Souvent presse varie

PolluxLe Pamphlet n° 517 Septembre 2022

Il n'y a que les ânes qui ne changent pas d'avis, dit-on.1 Et cela montre à quel point les journalistes ne sont pas des ânes.

Prenez par exemple le conseiller fédéral Ignazio Cassis, chef du Département des affaires étrangères (DFAE). Il n'y a pas si longtemps, il était la cible de toutes les critiques: on lui reprochait la mauvaise gestion de son département, des conflits personnels avec ses subordonnés, ses liens avec les assureurs, ses succès peu visibles, ses positions tantôt trop radicales, tantôt trop consensuelles. Les éditorialistes, les experts, les sources anonymes, tous étaient unanimes pour émettre des avis négatifs sur le Tessinois et des pronostics sur son éviction rapide et bien méritée.

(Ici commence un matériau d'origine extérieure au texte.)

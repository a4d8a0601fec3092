//! Collaborator notification: tells the scanner process to pick up the
//! freshly unpacked signature files.

use nix::sys::signal::{Signal, kill};
use nix::unistd::Pid;

use crate::core::errors::{Result, SuhError};

/// Capability to nudge the collaborating service after an update lands.
///
/// Delivery must not block indefinitely; a failure is reported by the
/// caller and never terminates the daemon.
pub trait Notifier {
    /// Deliver the reload notification.
    fn notify(&self) -> Result<()>;

    /// Identity of the target, for log lines.
    fn target(&self) -> String;
}

/// Production notifier: SIGHUP to the scanner's pid.
///
/// The pid is read once at startup and not re-validated per cycle; a
/// stale pid surfaces here as a delivery failure.
#[derive(Debug, Clone, Copy)]
pub struct SignalNotifier {
    pid: Pid,
}

impl SignalNotifier {
    /// Target the given raw pid.
    #[must_use]
    pub fn new(pid: i32) -> Self {
        Self {
            pid: Pid::from_raw(pid),
        }
    }
}

impl Notifier for SignalNotifier {
    fn notify(&self) -> Result<()> {
        kill(self.pid, Signal::SIGHUP).map_err(|err| SuhError::Notify {
            target: self.pid.to_string(),
            details: err.to_string(),
        })
    }

    fn target(&self) -> String {
        self.pid.to_string()
    }
}
//! Remote endpoint access with bounded waits.

use std::time::Duration;

use reqwest::blocking::{Client, Response};

use crate::core::errors::{Result, SuhError};
use crate::updater::revision;

/// Resource name of the published revision marker.
pub const REVISION_RESOURCE: &str = "ide_dgst.txt";

/// Suffix appended to the normalized engine version to name a package.
pub const PACKAGE_SUFFIX: &str = "_ides.zip";

/// Timeout for the small revision resource.
pub const REVISION_TIMEOUT: Duration = Duration::from_secs(30);

/// Timeout for a full package download.
pub const PACKAGE_TIMEOUT: Duration = Duration::from_secs(300);

const USER_AGENT: &str = concat!("sigupd/", env!("CARGO_PKG_VERSION"));

/// Distribution endpoint rooted at a base URL. Resource URLs are built
/// by direct concatenation, so the base is expected to end with `/`.
#[derive(Debug, Clone)]
pub struct Endpoint {
    base_url: String,
    client: Client,
}

impl Endpoint {
    /// Build the endpoint and its HTTP client.
    pub fn new(base_url: String) -> Result<Self> {
        let client = Client::builder()
            .user_agent(USER_AGENT)
            .build()
            .map_err(|err| SuhError::Bootstrap {
                details: format!("could not build HTTP client: {err}"),
            })?;
        Ok(Self { base_url, client })
    }

    /// URL of the revision marker resource.
    #[must_use]
    pub fn revision_url(&self) -> String {
        format!("{}{REVISION_RESOURCE}", self.base_url)
    }

    /// URL of the package archive for a normalized engine version.
    #[must_use]
    pub fn package_url(&self, version: &str) -> String {
        format!("{}{version}{PACKAGE_SUFFIX}", self.base_url)
    }

    /// Fetch the published revision marker, stripped of its line
    /// terminator. A non-success status is a fetch failure, never
    /// "no update available".
    pub fn revision(&self) -> Result<String> {
        let url = self.revision_url();
        let text = self
            .client
            .get(&url)
            .timeout(REVISION_TIMEOUT)
            .send()
            .and_then(Response::error_for_status)
            .and_then(|response| response.text())
            .map_err(|err| SuhError::Fetch {
                resource: url,
                details: err.to_string(),
            })?;
        Ok(revision::trim_remote(&text))
    }

    /// Download the package archive for `version` into memory. The
    /// archive lives only for the duration of one update cycle.
    pub fn package(&self, version: &str) -> Result<Vec<u8>> {
        let url = self.package_url(version);
        let bytes = self
            .client
            .get(&url)
            .timeout(PACKAGE_TIMEOUT)
            .send()
            .and_then(Response::error_for_status)
            .and_then(|response| response.bytes())
            .map_err(|err| SuhError::Fetch {
                resource: url,
                details: err.to_string(),
            })?;
        Ok(bytes.to_vec())
    }
}
//! File-backed logging: plain-text records appended to the configured sink.

use std::fs::OpenOptions;
use std::path::Path;
use std::sync::Arc;

use tracing::Level;

use crate::core::errors::{Result, SuhError};

/// Verbosity levels accepted by `--log-level`.
#[derive(Debug, Clone, Copy, PartialEq, Eq)]
#[cfg_attr(feature = "cli", derive(clap::ValueEnum))]
pub enum LogLevel {
    /// Per-step detail, including marker reads and remote lookups.
    Debug,
    /// Update-run progress and outcomes.
    Info,
    /// Suspicious but recoverable conditions only.
    Warning,
    /// Failed update runs only.
    Error,
}

impl LogLevel {
    /// Maximum level recorded by the subscriber.
    #[must_use]
    pub const fn as_level(self) -> Level {
        match self {
            Self::Debug => Level::DEBUG,
            Self::Info => Level::INFO,
            Self::Warning => Level::WARN,
            Self::Error => Level::ERROR,
        }
    }
}

/// Install the global log sink, appending to `log_file`.
///
/// Startup diagnostics go to stderr before this point; once the
/// subscriber is installed, runtime reporting goes to the file only.
pub fn init(log_file: &Path, level: LogLevel) -> Result<()> {
    let file = OpenOptions::new()
        .create(true)
        .append(true)
        .open(log_file)
        .map_err(|err| SuhError::Bootstrap {
            details: format!("could not open log file {}: {err}", log_file.display()),
        })?;

    tracing_subscriber::fmt()
        .with_max_level(level.as_level())
        .with_ansi(false)
        .with_target(false)
        .with_writer(Arc::new(file))
        .try_init()
        .map_err(|err| SuhError::Bootstrap {
            details: format!("could not install log subscriber: {err}"),
        })
}
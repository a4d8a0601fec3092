//! Termination handling: SIGTERM and SIGINT trip an atomic flag that the
//! loop observes between blocking calls, never mid-step.

use std::sync::Arc;
use std::sync::atomic::{AtomicBool, Ordering};
use std::time::{Duration, Instant};

use signal_hook::consts::{SIGINT, SIGTERM};

use crate::core::errors::{Result, SuhError};

/// How often a sleeping loop re-checks the flag.
const WAKE_SLICE: Duration = Duration::from_millis(250);

/// Shared shutdown flag set from the signal handlers.
#[derive(Debug, Clone)]
pub struct ShutdownFlag {
    flag: Arc<AtomicBool>,
}

impl ShutdownFlag {
    /// Register handlers for SIGTERM and SIGINT.
    pub fn install() -> Result<Self> {
        let flag = Arc::new(AtomicBool::new(false));
        for signal in [SIGTERM, SIGINT] {
            signal_hook::flag::register(signal, Arc::clone(&flag)).map_err(|err| {
                SuhError::Bootstrap {
                    details: format!("could not register handler for signal {signal}: {err}"),
                }
            })?;
        }
        Ok(Self { flag })
    }

    /// Flag without registered handlers, for driving the loop in tests.
    #[must_use]
    pub fn unregistered() -> Self {
        Self {
            flag: Arc::new(AtomicBool::new(false)),
        }
    }

    /// Whether termination has been requested.
    #[must_use]
    pub fn is_set(&self) -> bool {
        self.flag.load(Ordering::SeqCst)
    }

    /// Request termination, as a handler would.
    pub fn trip(&self) {
        self.flag.store(true, Ordering::SeqCst);
    }

    /// Sleep for `duration` in short slices, returning early when the
    /// flag is tripped. Returns true when interrupted.
    pub fn sleep_interruptibly(&self, duration: Duration) -> bool {
        let deadline = Instant::now() + duration;
        loop {
            if self.is_set() {
                return true;
            }
            let remaining = deadline.saturating_duration_since(Instant::now());
            if remaining.is_zero() {
                return false;
            }
            std::thread::sleep(remaining.min(WAKE_SLICE));
        }
    }
}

Mais tout cela, c'est du passé. Ces dernières semaines, Ignazio Cassis avait commencé à incarner la fin de la neutralité helvétique traditionnelle, au profit d'une neutralité «coopérative» engagée aux côtés de l'OTAN contre les Forces du Mal. Cette perspective plaisait à nos faiseurs d'opinion. Hélas, le Conseil fédéral, craignant de multiplier les affrontements politiques et se sentant de toute manière assez libre d'interpréter la neutralité à sa guise, a recalé les propositions du chef du DFAE. Aussitôt, dans toute la presse, Ignazio Cassis est apparu comme un héros incompris et humilié. Il était l'homme courageux qui allait enfin faire entrer la Suisse dans les grands conflits de la modernité, et qui n'a hélas pas été écouté. D'un coup de baguette magique, la médiasphère est devenue ignaziophile.

Prenons un second exemple: les nouveaux drones ADS 15 de l'armée suisse. Jusqu'à présent, pour un journaliste moyen, les drones militaires étaient d'épouvantables machines à tuer, pilotées à distance par des soldats n'ayant même pas le courage de se battre sur le terrain. Les drones de l'armée suisse étaient destinés uniquement à l'observation? Mmmh, oui, peut-être, mais faut toujours se méfier des engins susceptibles d'être armés un jour ou l'autre. Souvenez-vous des avions d'entraînement Pilatus que la Suisse exportait dans divers Etats étrangers: la Suisse ne cessait d'être montrée du doigt car les armées qui achetaient ces avions étaient susceptibles de les équiper de canons ou de bombes; et exporter du matériel de guerre, c'était très vilain.

Tout cela, c'est aussi du passé. Aujourd'hui, lorsque la Suisse hésite à autoriser certains Etats européens à réexporter des armes helvétiques vers l'Ukraine, tous les commentateurs froncent les sourcils: on ne va quand même pas empêcher les gentils de se défendre contre les méchants, et si la Suisse peut, dans ce contexte, vendre du matériel de guerre, c'est tant mieux! Et pour revenir aux nouveaux drones achetés par l'armée suisse et présentés il y a quelques jours, la presse les considère désormais à l'aune du conflit ukrainien, dans lequel les drones tueurs utilisés avec succès par les forces de Kiev font rêver les commentateurs: La Suisse va-t-elle aussi passer la vitesse supérieure (sic)? Va-t-elle armer ses drones? Face à une réponse négative, la déception se fait déchirante et le jugement sévère: Ne devrait-on pas s'équiper au moins de petits drones, style drones kamikazes, capables d'attaquer et de harceler un agresseur potentiel? La Suisse n'a-t-elle donc pas tiré les leçons de la guerre en Ukraine?

Qui eût cru qu'un jour nos journalistes deviendraient de fervents partisans d'une défense armée crédible? Qu'ils qualifieraient un drone militaire de «jolie bête» (sic) et rêveraient de lui accrocher des bombes et des mitrailleuses? Autrefois, ils revendiquaient plus de subventions. Aujourd'hui, ils réclament plus de munitions! Vladimir nous les a changés.

Pollux

 

1 On dit aussi que l'âne est un animal très intelligent. Ceci explique peut-être cela.